→ Exercise aim: As the answer, set down the lines below from the one containing "in the scan" through the one containing "pub fn tuple(values: &[f64])", exactly and inclusively, and no others.

(Stored data entries)
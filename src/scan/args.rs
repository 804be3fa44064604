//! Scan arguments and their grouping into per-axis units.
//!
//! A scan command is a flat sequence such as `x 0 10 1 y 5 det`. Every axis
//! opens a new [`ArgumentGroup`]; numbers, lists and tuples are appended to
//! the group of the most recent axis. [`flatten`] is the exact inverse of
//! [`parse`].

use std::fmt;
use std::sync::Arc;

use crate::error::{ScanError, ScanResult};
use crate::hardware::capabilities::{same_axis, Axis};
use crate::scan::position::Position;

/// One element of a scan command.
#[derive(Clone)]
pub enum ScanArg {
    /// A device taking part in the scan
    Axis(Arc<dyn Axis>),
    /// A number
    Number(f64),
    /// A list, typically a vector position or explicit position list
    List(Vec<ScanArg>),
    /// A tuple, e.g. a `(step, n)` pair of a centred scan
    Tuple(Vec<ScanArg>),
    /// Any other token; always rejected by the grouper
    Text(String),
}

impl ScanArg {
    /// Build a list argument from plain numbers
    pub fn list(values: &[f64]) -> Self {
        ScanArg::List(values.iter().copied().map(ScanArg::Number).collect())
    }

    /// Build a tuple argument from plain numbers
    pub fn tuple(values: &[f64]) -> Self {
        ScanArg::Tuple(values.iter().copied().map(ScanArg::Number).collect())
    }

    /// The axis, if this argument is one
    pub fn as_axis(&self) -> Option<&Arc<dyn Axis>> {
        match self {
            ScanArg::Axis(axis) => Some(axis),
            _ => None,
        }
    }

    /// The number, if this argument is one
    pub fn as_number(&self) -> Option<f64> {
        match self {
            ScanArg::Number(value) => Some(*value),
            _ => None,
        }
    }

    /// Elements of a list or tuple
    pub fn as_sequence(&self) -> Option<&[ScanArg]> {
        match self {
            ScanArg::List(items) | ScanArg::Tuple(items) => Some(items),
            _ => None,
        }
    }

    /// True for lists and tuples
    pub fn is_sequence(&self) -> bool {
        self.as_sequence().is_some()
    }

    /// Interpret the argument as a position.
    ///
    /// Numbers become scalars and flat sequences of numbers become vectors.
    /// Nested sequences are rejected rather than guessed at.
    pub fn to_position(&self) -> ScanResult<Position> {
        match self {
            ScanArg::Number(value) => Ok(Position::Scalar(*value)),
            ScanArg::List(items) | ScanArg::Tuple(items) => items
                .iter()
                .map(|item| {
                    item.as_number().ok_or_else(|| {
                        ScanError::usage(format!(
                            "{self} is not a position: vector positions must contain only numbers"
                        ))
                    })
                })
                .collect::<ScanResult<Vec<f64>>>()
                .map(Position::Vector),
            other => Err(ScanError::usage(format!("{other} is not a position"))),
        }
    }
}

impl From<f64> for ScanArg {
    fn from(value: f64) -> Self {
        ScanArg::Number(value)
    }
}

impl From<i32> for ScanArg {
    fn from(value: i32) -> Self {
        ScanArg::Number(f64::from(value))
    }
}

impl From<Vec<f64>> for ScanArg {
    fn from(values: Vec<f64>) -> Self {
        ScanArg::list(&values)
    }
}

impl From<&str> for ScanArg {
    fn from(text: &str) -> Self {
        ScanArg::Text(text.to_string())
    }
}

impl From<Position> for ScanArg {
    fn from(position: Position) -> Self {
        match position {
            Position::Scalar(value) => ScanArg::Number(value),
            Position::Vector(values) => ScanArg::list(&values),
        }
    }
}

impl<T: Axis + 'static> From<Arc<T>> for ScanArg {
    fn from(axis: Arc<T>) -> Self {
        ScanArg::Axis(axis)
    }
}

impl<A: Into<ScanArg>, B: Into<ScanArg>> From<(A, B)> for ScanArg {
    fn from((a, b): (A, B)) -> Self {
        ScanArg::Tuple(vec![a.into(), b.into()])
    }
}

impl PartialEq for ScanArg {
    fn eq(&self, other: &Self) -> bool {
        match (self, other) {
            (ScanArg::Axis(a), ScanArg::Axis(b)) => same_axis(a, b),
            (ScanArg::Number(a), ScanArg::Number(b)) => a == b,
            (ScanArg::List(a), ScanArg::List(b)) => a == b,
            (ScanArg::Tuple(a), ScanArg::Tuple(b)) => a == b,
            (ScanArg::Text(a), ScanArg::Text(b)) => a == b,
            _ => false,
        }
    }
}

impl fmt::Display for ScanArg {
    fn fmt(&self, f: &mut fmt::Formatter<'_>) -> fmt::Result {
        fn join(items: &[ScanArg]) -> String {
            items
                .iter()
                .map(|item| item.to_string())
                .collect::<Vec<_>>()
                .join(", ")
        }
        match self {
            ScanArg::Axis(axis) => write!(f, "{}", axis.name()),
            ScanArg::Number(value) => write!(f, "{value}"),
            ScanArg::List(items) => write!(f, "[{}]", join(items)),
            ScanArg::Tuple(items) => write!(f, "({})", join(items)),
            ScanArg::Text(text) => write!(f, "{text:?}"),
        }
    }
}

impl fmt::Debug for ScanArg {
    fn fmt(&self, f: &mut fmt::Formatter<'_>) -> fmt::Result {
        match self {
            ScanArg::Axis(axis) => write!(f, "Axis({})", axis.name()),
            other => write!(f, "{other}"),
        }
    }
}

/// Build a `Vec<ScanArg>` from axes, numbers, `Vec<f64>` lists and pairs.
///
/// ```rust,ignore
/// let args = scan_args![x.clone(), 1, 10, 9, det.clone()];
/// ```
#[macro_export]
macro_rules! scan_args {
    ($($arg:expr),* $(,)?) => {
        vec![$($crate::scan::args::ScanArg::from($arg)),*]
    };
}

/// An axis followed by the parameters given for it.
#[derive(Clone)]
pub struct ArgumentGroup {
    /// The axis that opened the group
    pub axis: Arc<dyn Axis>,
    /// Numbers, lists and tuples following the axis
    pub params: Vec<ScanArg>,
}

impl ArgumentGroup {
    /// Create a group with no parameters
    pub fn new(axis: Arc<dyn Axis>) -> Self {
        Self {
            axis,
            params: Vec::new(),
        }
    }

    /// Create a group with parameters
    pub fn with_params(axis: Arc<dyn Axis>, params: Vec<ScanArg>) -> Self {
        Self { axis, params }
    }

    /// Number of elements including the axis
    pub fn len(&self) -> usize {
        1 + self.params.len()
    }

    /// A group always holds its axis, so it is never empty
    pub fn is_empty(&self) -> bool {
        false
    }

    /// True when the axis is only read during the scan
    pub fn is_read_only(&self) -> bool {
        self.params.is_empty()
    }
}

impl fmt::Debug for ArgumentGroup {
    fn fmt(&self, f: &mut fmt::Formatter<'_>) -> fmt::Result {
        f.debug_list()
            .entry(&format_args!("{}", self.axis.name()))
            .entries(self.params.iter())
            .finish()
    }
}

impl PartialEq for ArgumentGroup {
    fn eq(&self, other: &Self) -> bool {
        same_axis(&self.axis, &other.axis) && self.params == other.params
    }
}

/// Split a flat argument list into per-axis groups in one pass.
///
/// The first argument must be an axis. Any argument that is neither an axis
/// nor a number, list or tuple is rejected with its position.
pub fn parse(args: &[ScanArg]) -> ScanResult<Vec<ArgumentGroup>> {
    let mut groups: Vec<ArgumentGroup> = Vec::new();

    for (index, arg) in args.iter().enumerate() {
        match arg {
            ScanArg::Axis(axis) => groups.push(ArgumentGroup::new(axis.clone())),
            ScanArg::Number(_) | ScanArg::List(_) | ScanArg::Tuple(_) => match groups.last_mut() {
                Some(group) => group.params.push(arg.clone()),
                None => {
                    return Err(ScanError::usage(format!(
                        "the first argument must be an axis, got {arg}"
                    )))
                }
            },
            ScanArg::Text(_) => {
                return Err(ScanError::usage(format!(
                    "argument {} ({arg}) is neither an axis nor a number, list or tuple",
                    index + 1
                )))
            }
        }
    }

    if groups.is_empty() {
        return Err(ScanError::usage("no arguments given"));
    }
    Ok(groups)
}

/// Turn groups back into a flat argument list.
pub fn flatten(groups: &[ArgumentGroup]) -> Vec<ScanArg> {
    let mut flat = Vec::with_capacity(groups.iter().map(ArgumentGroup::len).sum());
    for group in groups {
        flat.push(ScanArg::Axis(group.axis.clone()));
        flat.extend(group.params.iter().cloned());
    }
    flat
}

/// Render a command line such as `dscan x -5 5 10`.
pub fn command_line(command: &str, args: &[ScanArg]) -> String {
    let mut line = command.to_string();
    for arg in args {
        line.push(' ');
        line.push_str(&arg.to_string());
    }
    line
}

→ Reply:
    /// A device taking part in the scan
    Axis(Arc<dyn Axis>),
    /// A number
    Number(f64),
    /// A list, typically a vector position or explicit position list
    List(Vec<ScanArg>),
    /// A tuple, e.g. a `(step, n)` pair of a centred scan
    Tuple(Vec<ScanArg>),
    /// Any other token; always rejected by the grouper
    Text(String),
}

impl ScanArg {
    /// Build a list argument from plain numbers
    pub fn list(values: &[f64]) -> Self {
        ScanArg::List(values.iter().copied().map(ScanArg::Number).collect())
    }

    /// Build a tuple argument from plain numbers
    pub fn tuple(values: &[f64]) -> Self {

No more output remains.